**Task instructions**
What number of lines in the entries hold the string "axum"? Answer with it alone.

### Material shown ###

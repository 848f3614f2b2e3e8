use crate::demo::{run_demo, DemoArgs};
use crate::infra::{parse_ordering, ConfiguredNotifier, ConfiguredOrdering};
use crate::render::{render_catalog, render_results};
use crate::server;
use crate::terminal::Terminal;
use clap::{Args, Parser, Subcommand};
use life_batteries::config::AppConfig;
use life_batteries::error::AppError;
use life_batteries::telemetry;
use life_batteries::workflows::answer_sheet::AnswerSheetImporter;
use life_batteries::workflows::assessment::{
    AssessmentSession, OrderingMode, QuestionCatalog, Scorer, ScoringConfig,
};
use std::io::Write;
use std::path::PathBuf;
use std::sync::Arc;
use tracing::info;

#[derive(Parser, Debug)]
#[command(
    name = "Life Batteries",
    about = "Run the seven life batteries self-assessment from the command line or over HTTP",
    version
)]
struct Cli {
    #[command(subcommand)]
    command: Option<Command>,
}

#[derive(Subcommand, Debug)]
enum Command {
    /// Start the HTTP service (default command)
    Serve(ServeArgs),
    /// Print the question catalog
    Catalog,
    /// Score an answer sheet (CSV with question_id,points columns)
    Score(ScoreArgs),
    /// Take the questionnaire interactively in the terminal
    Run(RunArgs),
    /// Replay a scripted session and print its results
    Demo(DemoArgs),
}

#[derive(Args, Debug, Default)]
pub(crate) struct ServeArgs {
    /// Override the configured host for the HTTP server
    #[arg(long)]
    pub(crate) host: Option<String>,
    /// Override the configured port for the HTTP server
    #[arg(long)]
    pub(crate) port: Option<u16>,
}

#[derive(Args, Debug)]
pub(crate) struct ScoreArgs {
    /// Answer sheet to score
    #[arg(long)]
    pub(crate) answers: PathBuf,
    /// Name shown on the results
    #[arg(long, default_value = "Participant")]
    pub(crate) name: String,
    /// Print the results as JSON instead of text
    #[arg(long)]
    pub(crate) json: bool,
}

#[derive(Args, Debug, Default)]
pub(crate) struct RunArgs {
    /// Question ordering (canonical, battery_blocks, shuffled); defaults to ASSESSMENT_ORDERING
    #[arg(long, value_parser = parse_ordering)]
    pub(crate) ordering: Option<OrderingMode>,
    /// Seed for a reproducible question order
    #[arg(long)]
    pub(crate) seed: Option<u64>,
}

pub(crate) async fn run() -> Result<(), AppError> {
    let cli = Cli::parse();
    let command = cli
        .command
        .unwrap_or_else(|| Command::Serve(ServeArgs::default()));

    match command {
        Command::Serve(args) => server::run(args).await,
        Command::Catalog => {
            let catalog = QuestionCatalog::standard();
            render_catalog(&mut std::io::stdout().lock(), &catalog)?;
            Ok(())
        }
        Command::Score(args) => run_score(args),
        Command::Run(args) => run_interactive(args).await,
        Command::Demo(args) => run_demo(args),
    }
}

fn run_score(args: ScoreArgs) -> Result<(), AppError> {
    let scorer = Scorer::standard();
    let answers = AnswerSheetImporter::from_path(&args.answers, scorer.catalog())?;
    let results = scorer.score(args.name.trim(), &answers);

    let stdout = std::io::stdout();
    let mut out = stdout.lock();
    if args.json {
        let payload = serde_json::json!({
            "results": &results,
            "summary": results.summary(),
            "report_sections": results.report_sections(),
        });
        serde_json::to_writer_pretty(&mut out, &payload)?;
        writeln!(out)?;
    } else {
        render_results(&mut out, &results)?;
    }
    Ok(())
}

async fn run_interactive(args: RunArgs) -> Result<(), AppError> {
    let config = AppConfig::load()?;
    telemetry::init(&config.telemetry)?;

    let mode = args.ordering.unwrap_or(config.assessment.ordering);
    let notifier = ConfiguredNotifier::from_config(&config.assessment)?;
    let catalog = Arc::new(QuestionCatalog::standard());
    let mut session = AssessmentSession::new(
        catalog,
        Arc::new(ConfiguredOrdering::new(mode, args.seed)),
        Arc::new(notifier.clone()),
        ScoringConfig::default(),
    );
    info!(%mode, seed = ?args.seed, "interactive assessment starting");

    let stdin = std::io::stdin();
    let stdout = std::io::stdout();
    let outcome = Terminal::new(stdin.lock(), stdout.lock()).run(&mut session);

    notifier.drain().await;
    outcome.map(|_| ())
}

###
### Material shown ###

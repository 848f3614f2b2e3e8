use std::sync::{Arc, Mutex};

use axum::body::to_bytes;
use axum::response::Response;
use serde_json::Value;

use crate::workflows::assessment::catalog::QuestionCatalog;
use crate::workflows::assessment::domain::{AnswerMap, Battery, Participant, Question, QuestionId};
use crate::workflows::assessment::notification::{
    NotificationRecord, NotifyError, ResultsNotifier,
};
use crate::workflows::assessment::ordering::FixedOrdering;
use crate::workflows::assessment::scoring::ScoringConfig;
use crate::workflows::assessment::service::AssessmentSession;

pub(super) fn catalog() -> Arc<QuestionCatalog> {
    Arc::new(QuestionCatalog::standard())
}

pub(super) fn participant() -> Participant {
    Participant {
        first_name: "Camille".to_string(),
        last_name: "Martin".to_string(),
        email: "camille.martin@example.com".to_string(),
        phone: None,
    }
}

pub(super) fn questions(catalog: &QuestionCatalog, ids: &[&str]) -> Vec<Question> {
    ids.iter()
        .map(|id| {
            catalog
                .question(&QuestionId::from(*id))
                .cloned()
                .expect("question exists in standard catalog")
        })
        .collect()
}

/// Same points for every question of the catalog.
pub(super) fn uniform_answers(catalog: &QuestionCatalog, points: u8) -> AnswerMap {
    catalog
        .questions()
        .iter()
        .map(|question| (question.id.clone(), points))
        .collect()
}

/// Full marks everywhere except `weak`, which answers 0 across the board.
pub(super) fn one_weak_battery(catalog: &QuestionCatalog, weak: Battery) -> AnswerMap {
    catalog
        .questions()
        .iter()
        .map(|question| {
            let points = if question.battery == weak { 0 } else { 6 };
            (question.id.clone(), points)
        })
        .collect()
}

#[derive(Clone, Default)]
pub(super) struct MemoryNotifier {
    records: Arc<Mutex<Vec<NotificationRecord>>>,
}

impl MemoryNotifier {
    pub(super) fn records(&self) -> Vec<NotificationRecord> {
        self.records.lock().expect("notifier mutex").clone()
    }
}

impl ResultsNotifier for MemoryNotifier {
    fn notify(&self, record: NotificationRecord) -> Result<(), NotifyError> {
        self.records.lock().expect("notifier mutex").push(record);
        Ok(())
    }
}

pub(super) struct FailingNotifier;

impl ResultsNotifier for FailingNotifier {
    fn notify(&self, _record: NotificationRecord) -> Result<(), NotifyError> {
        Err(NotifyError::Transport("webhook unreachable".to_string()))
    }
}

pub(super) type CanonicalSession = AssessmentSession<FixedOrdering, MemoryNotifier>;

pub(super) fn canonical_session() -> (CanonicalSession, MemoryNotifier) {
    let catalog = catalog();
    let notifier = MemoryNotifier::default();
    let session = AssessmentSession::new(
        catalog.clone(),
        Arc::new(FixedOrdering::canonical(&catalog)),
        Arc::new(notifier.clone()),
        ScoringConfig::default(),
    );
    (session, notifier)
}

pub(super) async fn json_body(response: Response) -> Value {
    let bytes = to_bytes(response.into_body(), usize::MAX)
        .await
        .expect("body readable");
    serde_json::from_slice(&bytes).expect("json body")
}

###

**Answer for the task**
2